LETTER: Montana BHA comments on the 'Pheasant Release for R3'

These comments were submitted in response to the proposal to release 'Pheasants for R3' in front of the Montana Fish & Wildlife Commission. You can learn more and comment yourself here.

 

May 5, 2022

Chair Robinson, Vice Chair Tabor, Commissioners Waller, Byorth, Walsh, Cebull & Lane
Montana Fish Wildlife & Parks
1420 East Sixth Avenue
P.O. Box 200701
Helena, Mt 59620-0701

Re: Comments on the Pheasant Release for R3

Chair Robinson; Vice Chair Tabor, Commissioners Waller, Byorth, Walsh, Cebull and Lane:


The Montana Chapter of Backcountry Hunters & Anglers (Montana BHA) represents roughly 3,000 dues-paying sportsmen and women in Montana who value robust fair-chase opportunities and public access. Above all else, we value quality habitat that fosters healthy populations of wildlife.

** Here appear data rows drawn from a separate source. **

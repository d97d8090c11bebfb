use crate::errors::{ComposerError, Result};
use clap::ValueEnum;
use serde::{Deserialize, Serialize};
use std::path::Path;

/// How input documents are framed on disk
#[derive(Debug, Clone, Copy, PartialEq, Eq, Serialize, Deserialize, ValueEnum)]
#[serde(rename_all = "lowercase")]
pub enum FormatSetting {
    /// Decide per file from its extension
    Auto,

    /// The whole file is a single JSON document
    Json,

    /// One JSON document per non-blank line
    #[value(name = "ndjson")]
    NdJson,
}

impl Default for FormatSetting {
    fn default() -> Self {
        FormatSetting::Auto
    }
}

/// Composition configuration
#[derive(Debug, Clone, Serialize, Deserialize)]
#[serde(default)]
pub struct ComposeConfig {
    /// Content paths to scan for class expression documents
    pub content: Vec<String>,

    /// Glob patterns excluded from the scan
    pub exclude: Vec<String>,

    /// Input document framing
    pub format: FormatSetting,

    /// Manifest output configuration
    pub manifest: ManifestConfig,
}

impl Default for ComposeConfig {
    fn default() -> Self {
        Self {
            content: vec![
                "./src/**/*.classes.json".to_string(),
                "./src/**/*.classes.ndjson".to_string(),
            ],
            exclude: Vec::new(),
            format: FormatSetting::default(),
            manifest: ManifestConfig::default(),
        }
    }
}

/// Configuration for manifest output
#[derive(Debug, Clone, Serialize, Deserialize)]
#[serde(default)]
pub struct ManifestConfig {
    /// Emit compact JSON instead of pretty-printed JSON
    pub compact: bool,
}

impl Default for ManifestConfig {
    fn default() -> Self {
        Self { compact: false }
    }
}

impl ComposeConfig {
    /// Load configuration from a YAML file
    pub fn from_yaml_file(path: &Path) -> Result<Self> {
        let content = std::fs::read_to_string(path)
            .map_err(|e| ComposerError::ConfigError {
                message: format!("Failed to read config file {}: {}", path.display(), e),
            })?;

        serde_yaml::from_str(&content)
            .map_err(|e| ComposerError::ConfigError {
                message: format!("Failed to parse YAML config: {}", e),
            })
    }

    /// Load configuration from a JSON file
    pub fn from_json_file(path: &Path) -> Result<Self> {
        let content = std::fs::read_to_string(path)
            .map_err(|e| ComposerError::ConfigError {
                message: format!("Failed to read config file {}: {}", path.display(), e),
            })?;

        serde_json::from_str(&content)
            .map_err(|e| ComposerError::ConfigError {
                message: format!("Failed to parse JSON config: {}", e),
            })
    }

    /// Load configuration from a file (auto-detect format)
    pub fn from_file(path: &Path) -> Result<Self> {
        match path.extension().and_then(|s| s.to_str()) {
            Some("yaml") | Some("yml") => Self::from_yaml_file(path),
            Some("json") => Self::from_json_file(path),
            _ => Err(ComposerError::ConfigError {
                message: format!(
                    "Unsupported config file format: {}. Use .yaml, .yml, or .json",
                    path.display()
                ),
            }),
        }
    }

    /// Merge with another configuration
    pub fn merge(mut self, other: Self) -> Self {
        // Merge content patterns
        for pattern in other.content {
            if !self.content.contains(&pattern) {
                self.content.push(pattern);
            }
        }

        // Merge exclude patterns
        for pattern in other.exclude {
            if !self.exclude.contains(&pattern) {
                self.exclude.push(pattern);
            }
        }

        // Override the framing when the other side picks one explicitly
        if other.format != FormatSetting::Auto {
            self.format = other.format;
        }

        // Override manifest settings if compact output is requested in other
        if other.manifest.compact {
            self.manifest = other.manifest;
        }

        self
    }
}
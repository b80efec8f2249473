use crate::domain::transaction::{Purchase, PurchaseRecord};
use crate::error::{Result, TillError};
use std::io::Read;

/// Reads purchases from a CSV source with a `cost,twenties,tens,fives,ones` header.
///
/// This reader wraps `csv::Reader` and provides an iterator over `Result<Purchase>`.
/// It trims whitespace and accepts short rows; missing bill columns count as zero.
pub struct PurchaseReader<R: Read> {
    reader: csv::Reader<R>,
}

impl<R: Read> PurchaseReader<R> {
    /// Creates a new `PurchaseReader` from any `Read` source (e.g., File, Stdin).
    pub fn new(source: R) -> Self {
        let reader = csv::ReaderBuilder::new()
            .trim(csv::Trim::All)
            .flexible(true)
            .from_reader(source);
        Self { reader }
    }

    /// Returns an iterator that lazily reads and validates purchases.
    ///
    /// A zero cost surfaces as `TillError::ValidationError` for that row only.
    pub fn purchases(self) -> impl Iterator<Item = Result<Purchase>> {
        self.reader.into_deserialize::<PurchaseRecord>().map(|result| {
            result
                .map_err(TillError::from)
                .and_then(Purchase::try_from)
        })
    }
}
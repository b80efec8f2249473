use crate::domain::bills::BillCounts;
use crate::error::Result;
use serde::{Deserialize, Serialize};
use std::fs::File;
use std::io::{BufReader, Read};
use std::path::Path;

/// Bills placed in the drawer every morning: $1 x 50, $5 x 20, $10 x 10, $20 x 5.
pub const DAILY_STARTING_CASH: BillCounts = BillCounts::new(5, 10, 20, 50);

/// How the till is loaded before the first sale of the day.
///
/// Read from JSON, e.g. `{"twenties": 5, "tens": 10, "fives": 20, "ones": 50}`.
/// Denominations left out start empty.
#[derive(Debug, Clone, Copy, PartialEq, Eq, Serialize, Deserialize)]
#[serde(transparent)]
pub struct TillConfig {
    pub starting_cash: BillCounts,
}

impl Default for TillConfig {
    fn default() -> Self {
        Self {
            starting_cash: DAILY_STARTING_CASH,
        }
    }
}

impl TillConfig {
    pub fn from_reader<R: Read>(source: R) -> Result<Self> {
        Ok(serde_json::from_reader(source)?)
    }

    pub fn from_path<P: AsRef<Path>>(path: P) -> Result<Self> {
        let file = File::open(path)?;
        Self::from_reader(BufReader::new(file))
    }

    /// Falls back to [`DAILY_STARTING_CASH`] when no path is given.
    pub fn load(path: Option<&Path>) -> Result<Self> {
        match path {
            Some(path) => Self::from_path(path),
            None => Ok(Self::default()),
        }
    }
}
use clap::{Parser, ValueEnum};
use miette::{IntoDiagnostic, Result};
use std::fs::File;
use std::io;
use std::path::PathBuf;
use tillsim::application::register::CashRegister;
use tillsim::application::simulation::{self, DEFAULT_TRANSACTIONS, DayPlan};
use tillsim::config::TillConfig;
use tillsim::error::TillError;
use tillsim::infrastructure::in_memory::InMemoryJournal;
use tillsim::interfaces::csv::purchase_reader::PurchaseReader;
use tillsim::interfaces::csv::till_writer::TillWriter;
use tracing::error;
use tracing_subscriber::EnvFilter;

#[derive(Clone, Copy, Debug, ValueEnum)]
enum Format {
    Csv,
    Json,
}

#[derive(Parser)]
#[command(author, version, about, long_about = None)]
struct Cli {
    /// Purchases CSV file (cost,twenties,tens,fives,ones). Simulates a day when omitted.
    input: Option<PathBuf>,

    /// JSON file with the morning till load. Defaults to $350 in mixed bills.
    #[arg(long)]
    till_config: Option<PathBuf>,

    /// Number of random purchases to simulate.
    #[arg(long, default_value_t = DEFAULT_TRANSACTIONS)]
    transactions: usize,

    /// Seed for the random purchases, to replay a day.
    #[arg(long)]
    seed: Option<u64>,

    /// Use the fixed sample costs instead of random ones.
    #[arg(long, conflicts_with_all = ["transactions", "seed"])]
    sample: bool,

    /// Output format for the end-of-day report.
    #[arg(long, value_enum, default_value_t = Format::Csv)]
    format: Format,
}

#[tokio::main]
async fn main() -> Result<()> {
    tracing_subscriber::fmt()
        .with_env_filter(
            EnvFilter::try_from_default_env().unwrap_or_else(|_| EnvFilter::new("info")),
        )
        .with_writer(io::stderr)
        .init();

    let cli = Cli::parse();

    let config = TillConfig::load(cli.till_config.as_deref()).into_diagnostic()?;
    let register = CashRegister::open(config.starting_cash, Box::new(InMemoryJournal::new()));

    if let Some(input) = cli.input {
        let file = File::open(input).into_diagnostic()?;
        let reader = PurchaseReader::new(file);
        for purchase in reader.purchases() {
            match purchase {
                Ok(purchase) => match register.ring_up(purchase).await {
                    Ok(_) => {}
                    Err(e @ TillError::CountOverflow { .. }) => {
                        error!(error = %e, "Error reading purchase");
                    }
                    Err(e) => return Err(e).into_diagnostic(),
                },
                Err(e) => {
                    error!(error = %e, "Error reading purchase");
                }
            }
        }
    } else {
        let plan = if cli.sample {
            DayPlan::Sample
        } else {
            DayPlan::Random {
                transactions: cli.transactions,
                seed: cli.seed,
            }
        };
        let purchases = simulation::purchases(&plan).into_diagnostic()?;
        simulation::run_day(&register, purchases)
            .await
            .into_diagnostic()?;
    }

    let report = register.close().await.into_diagnostic()?;

    let stdout = io::stdout();
    match cli.format {
        Format::Csv => {
            let mut writer = TillWriter::new(stdout.lock());
            writer.write_snapshot(&report.till).into_diagnostic()?;
        }
        Format::Json => {
            serde_json::to_writer_pretty(stdout.lock(), &report).into_diagnostic()?;
            println!();
        }
    }

    Ok(())
}
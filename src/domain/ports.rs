use super::transaction::{Purchase, TransactionResult};
use crate::error::Result;
use async_trait::async_trait;
use serde::{Deserialize, Serialize};

/// One line of the register's journal: what was rung up and how it ended.
#[derive(Debug, Clone, PartialEq, Serialize, Deserialize)]
pub struct JournalEntry {
    /// 1-based position in the day.
    pub seq: u64,
    pub purchase: Purchase,
    pub result: TransactionResult,
    /// Till value right after the transaction.
    pub till_total: u64,
}

#[async_trait]
pub trait TransactionJournal: Send + Sync {
    async fn record(&self, entry: JournalEntry) -> Result<()>;
    async fn entries(&self) -> Result<Vec<JournalEntry>>;
}

pub type TransactionJournalBox = Box<dyn TransactionJournal>;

It comes as no surprise that our Chapter vehemently opposes FWP's proposed Motion to approve the release of pheasants on state-owned lands for calendar years 2022-2026.

What was a terrible idea just got worse: avian flu is here and spreading.

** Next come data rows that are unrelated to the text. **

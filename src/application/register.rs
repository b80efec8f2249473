use crate::domain::bills::BillCounts;
use crate::domain::ports::{JournalEntry, TransactionJournalBox};
use crate::domain::till::{Till, TillSnapshot};
use crate::domain::transaction::{FailureKind, Purchase, TransactionResult};
use crate::error::{Result, TillError};
use serde::{Deserialize, Serialize};
use tokio::sync::Mutex;
use tracing::{debug, info, warn};

/// The till plus the register's own running tally of what it should hold.
struct Drawer {
    till: Till,
    expected_total: u64,
    seq: u64,
}

/// End-of-day summary produced by [`CashRegister::close`].
#[derive(Debug, Clone, PartialEq, Eq, Serialize, Deserialize)]
pub struct DayReport {
    pub starting_total: u64,
    pub till: TillSnapshot,
    pub expected_total: u64,
    pub settled: u64,
    pub insufficient_payment: u64,
    pub cannot_make_change: u64,
}

impl DayReport {
    pub fn transactions(&self) -> u64 {
        self.settled + self.insufficient_payment + self.cannot_make_change
    }

    pub fn takings(&self) -> u64 {
        self.expected_total - self.starting_total
    }
}

/// The check-out register.
///
/// Owns the till and rings up purchases one at a time. Alongside the till it
/// keeps an independent expected total, bumped by the item cost on every
/// successful sale, and checks after each transaction that the till agrees.
pub struct CashRegister {
    drawer: Mutex<Drawer>,
    starting_total: u64,
    journal: TransactionJournalBox,
}

impl CashRegister {
    /// Opens the register with the morning's starting cash.
    ///
    /// # Arguments
    ///
    /// * `starting_cash` - Bills loaded into the till.
    /// * `journal` - Where every transaction outcome is recorded.
    pub fn open(starting_cash: BillCounts, journal: TransactionJournalBox) -> Self {
        let starting_total = starting_cash.total_value();
        info!(
            starting_total,
            twenties = starting_cash.twenties,
            tens = starting_cash.tens,
            fives = starting_cash.fives,
            ones = starting_cash.ones,
            "Till loaded"
        );
        Self {
            drawer: Mutex::new(Drawer {
                till: Till::load(starting_cash),
                expected_total: starting_total,
                seq: 0,
            }),
            starting_total,
            journal,
        }
    }

    /// Rings up one purchase.
    ///
    /// Underpayment and unbreakable change come back as
    /// [`TransactionResult::Failure`]; they are logged and the day goes on.
    /// `Err(CountOverflow)` rejects a purchase whose offer would overflow a
    /// bill count; the till is untouched and nothing is journaled.
    /// `Err(BalanceMismatch)` means the till total drifted from the expected
    /// total and the till can no longer be trusted.
    pub async fn ring_up(&self, purchase: Purchase) -> Result<TransactionResult> {
        let mut drawer = self.drawer.lock().await;
        let seq = drawer.seq + 1;
        let cost = purchase.cost.value();

        debug!(
            seq,
            cost,
            paid = purchase.offer.amount(),
            offer = %purchase.offer.bills(),
            "Customer is making a purchase"
        );

        let result = drawer.till.settle_transaction(purchase.cost, &purchase.offer)?;
        drawer.seq = seq;

        match &result {
            TransactionResult::Success { change } => {
                drawer.expected_total += cost;
                info!(seq, cost, change = %change, "Cashier returns change");
            }
            TransactionResult::Failure { kind } => {
                warn!(seq, cost, reason = %kind, "Could not make transaction");
            }
        }

        let till_total = drawer.till.total_value();
        if till_total != drawer.expected_total {
            return Err(TillError::BalanceMismatch {
                expected: drawer.expected_total,
                actual: till_total,
            });
        }
        debug!(seq, till_total, "Till balanced");

        self.journal
            .record(JournalEntry {
                seq,
                purchase,
                result,
                till_total,
            })
            .await?;

        Ok(result)
    }

    pub async fn snapshot(&self) -> TillSnapshot {
        self.drawer.lock().await.till.snapshot()
    }

    pub async fn expected_total(&self) -> u64 {
        self.drawer.lock().await.expected_total
    }

    /// Closes the register and tallies the day from the journal.
    pub async fn close(self) -> Result<DayReport> {
        let drawer = self.drawer.into_inner();
        let mut report = DayReport {
            starting_total: self.starting_total,
            till: drawer.till.snapshot(),
            expected_total: drawer.expected_total,
            settled: 0,
            insufficient_payment: 0,
            cannot_make_change: 0,
        };

        for entry in self.journal.entries().await? {
            match entry.result {
                TransactionResult::Success { .. } => report.settled += 1,
                TransactionResult::Failure {
                    kind: FailureKind::InsufficientPayment { .. },
                } => report.insufficient_payment += 1,
                TransactionResult::Failure {
                    kind: FailureKind::CannotMakeChange { .. },
                } => report.cannot_make_change += 1,
            }
        }

        info!(
            transactions = report.transactions(),
            settled = report.settled,
            takings = report.takings(),
            till_total = report.till.total_value,
            "Register closed"
        );
        Ok(report)
    }
}
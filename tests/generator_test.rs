use assert_cmd::cargo_bin;
use assert_cmd::prelude::*;
use predicates::prelude::*;
use std::process::Command;
use tillsim::application::simulation::SAMPLE_COSTS;

mod common;

#[test]
fn test_generate_simple_csv() {
    let output_path = std::path::PathBuf::from("test_generated.csv");
    common::generate_purchases_csv(&output_path, &SAMPLE_COSTS).expect("Failed to generate CSV");

    let content = std::fs::read_to_string(&output_path).expect("Failed to read file");
    // Header + 8 rows
    assert_eq!(content.lines().count(), 9);

    std::fs::remove_file(output_path).ok();
}

#[test]
fn test_generated_csv_matches_sample_day() {
    let output_path = std::path::PathBuf::from("test_generated_sample.csv");
    common::generate_purchases_csv(&output_path, &SAMPLE_COSTS).expect("Failed to generate CSV");

    let mut cmd = Command::new(cargo_bin!("tillsim"));
    cmd.arg(&output_path);

    // Same till as `tillsim --sample`
    cmd.assert()
        .success()
        .stdout(predicate::str::contains("20,17,340"))
        .stdout(predicate::str::contains("1,41,41"));

    std::fs::remove_file(output_path).ok();
}

#[test]
fn test_every_cost_in_range_is_handled() {
    let output_path = std::path::PathBuf::from("test_generated_range.csv");
    let costs: Vec<u32> = (2..=49).collect();
    common::generate_purchases_csv(&output_path, &costs).expect("Failed to generate CSV");

    let output = Command::new(cargo_bin!("tillsim"))
        .arg(&output_path)
        .args(["--format", "json"])
        .output()
        .expect("Failed to execute command");
    assert!(output.status.success());

    let report: serde_json::Value = serde_json::from_slice(&output.stdout).unwrap();
    assert_eq!(report["till"]["total_value"], report["expected_total"]);
    assert_eq!(
        report["settled"].as_u64().unwrap()
            + report["insufficient_payment"].as_u64().unwrap()
            + report["cannot_make_change"].as_u64().unwrap(),
        48
    );

    std::fs::remove_file(output_path).ok();
}
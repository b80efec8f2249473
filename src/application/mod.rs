//! Application layer: the register that drives the till.
//!
//! [`register::CashRegister`] owns the till, cross-checks its value after
//! every sale, and journals outcomes. [`simulation`] generates the day's
//! purchases the way customers at the store pay.

pub mod register;
pub mod simulation;
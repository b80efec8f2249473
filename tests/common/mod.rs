use std::fs::File;
use std::io::Error;
use std::path::Path;
use tillsim::application::simulation::customer_offer;

/// Writes `costs` as a purchases CSV, each paid the way the store's customers pay.
pub fn generate_purchases_csv(path: &Path, costs: &[u32]) -> Result<(), Error> {
    let file = File::create(path)?;
    let mut wtr = csv::WriterBuilder::new().from_writer(file);

    wtr.write_record(["cost", "twenties", "tens", "fives", "ones"])?;

    for &cost in costs {
        let bills = *customer_offer(cost).bills();
        wtr.write_record(&[
            cost.to_string(),
            bills.twenties.to_string(),
            bills.tens.to_string(),
            bills.fives.to_string(),
            bills.ones.to_string(),
        ])?;
    }

    wtr.flush()?;
    Ok(())
}
pub mod application;
pub mod config;
pub mod domain;
pub mod error;
pub mod infrastructure;
pub mod interfaces;
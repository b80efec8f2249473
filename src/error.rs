use crate::domain::bills::Denomination;
use thiserror::Error;

#[derive(Error, Debug)]
pub enum TillError {
    #[error("CSV error: {0}")]
    CsvError(#[from] csv::Error),
    #[error("IO error: {0}")]
    IoError(#[from] std::io::Error),
    #[error("JSON error: {0}")]
    JsonError(#[from] serde_json::Error),
    #[error("Validation error: {0}")]
    ValidationError(String),
    #[error("Bill count overflow for {denomination} bills")]
    CountOverflow { denomination: Denomination },
    #[error("Till holds {actual} dollars but {expected} were expected")]
    BalanceMismatch { expected: u64, actual: u64 },
}

pub type Result<T> = std::result::Result<T, TillError>;
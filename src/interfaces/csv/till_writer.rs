use crate::domain::till::TillSnapshot;
use crate::error::Result;
use serde::Serialize;
use std::io::Write;

#[derive(Serialize)]
struct TillRow {
    denomination: u64,
    count: u32,
    value: u64,
}

/// Writes the till's contents as CSV, one row per denomination from $20 down.
pub struct TillWriter<W: Write> {
    writer: csv::Writer<W>,
}

impl<W: Write> TillWriter<W> {
    pub fn new(destination: W) -> Self {
        Self {
            writer: csv::Writer::from_writer(destination),
        }
    }

    pub fn write_snapshot(&mut self, snapshot: &TillSnapshot) -> Result<()> {
        for (denomination, count) in snapshot.bills.iter() {
            self.writer.serialize(TillRow {
                denomination: denomination.value(),
                count,
                value: u64::from(count) * denomination.value(),
            })?;
        }
        self.writer.flush()?;
        Ok(())
    }
}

FWP's April 18th press release cautioned hunters of the dangers, stating the "Highly pathogenic avian influenza (HPAI) virus was detected in a snow goose from Canyon Ferry and a Canada goose from near Belgrade last week. HPAI was detected earlier this month in domestic poultry in Judith Basin and Cascade counties... HPAI viruses are extremely infectious and fatal to poultry and some species of wild birds." Now the first case of a transmission to humans (at a poultry plant at a prison) has just been reported. More than 25 states have confirmed the disease and had to destroy millions of birds already.

Poultry farms are on high alert and biologists and epidemiologists are both concerned of the potential devastating impacts of the disease. Nowhere will HPAI spread more quickly than at a pen-raised stocking facility. Regardless of what precautions FWP promises, once there's an outbreak, at best, the entire flock will need to be wiped out, making this program an even bigger waste of license dollars; at worst, diseased birds will be released and infect wild populations of game birds, or humans.

This new variable alone should be enough to shut down this proposal, immediately.

But alas, if risking our entire wild bird populations and putting the health of Montanans in jeopardy is not enough, we have other longstanding concerns.

While HB 637 authorized the department to spend up to $1M each fiscal year for a pheasant-stocking program, this legislation does not mandate that FWP actually do it. Repeatedly, hunters have asked that the department not comply, and instead, listen to the science and the concerns of Montanans; this is a waste of money, the wrong way to recruit new hunters or expand sustainable populations of pheasants, and poses significant threats to the health of our wild birds. The decision notice by the department to proceed with the project flies in the face of the strong opposition received by concerned sportspeople and conservationists. What is it going to take for FWP to listen to the people including their own field biologists?

We encourage the Commission to adopt the listed (and purposefully oversimplified, perhaps even misleading) alternative and "opt to not approve the release of pheasants for youth recruitment and retention." To move forward with this stocking facility at this time would not only be extremely unpopular and avoidable, but it would also be incredibly irresponsible.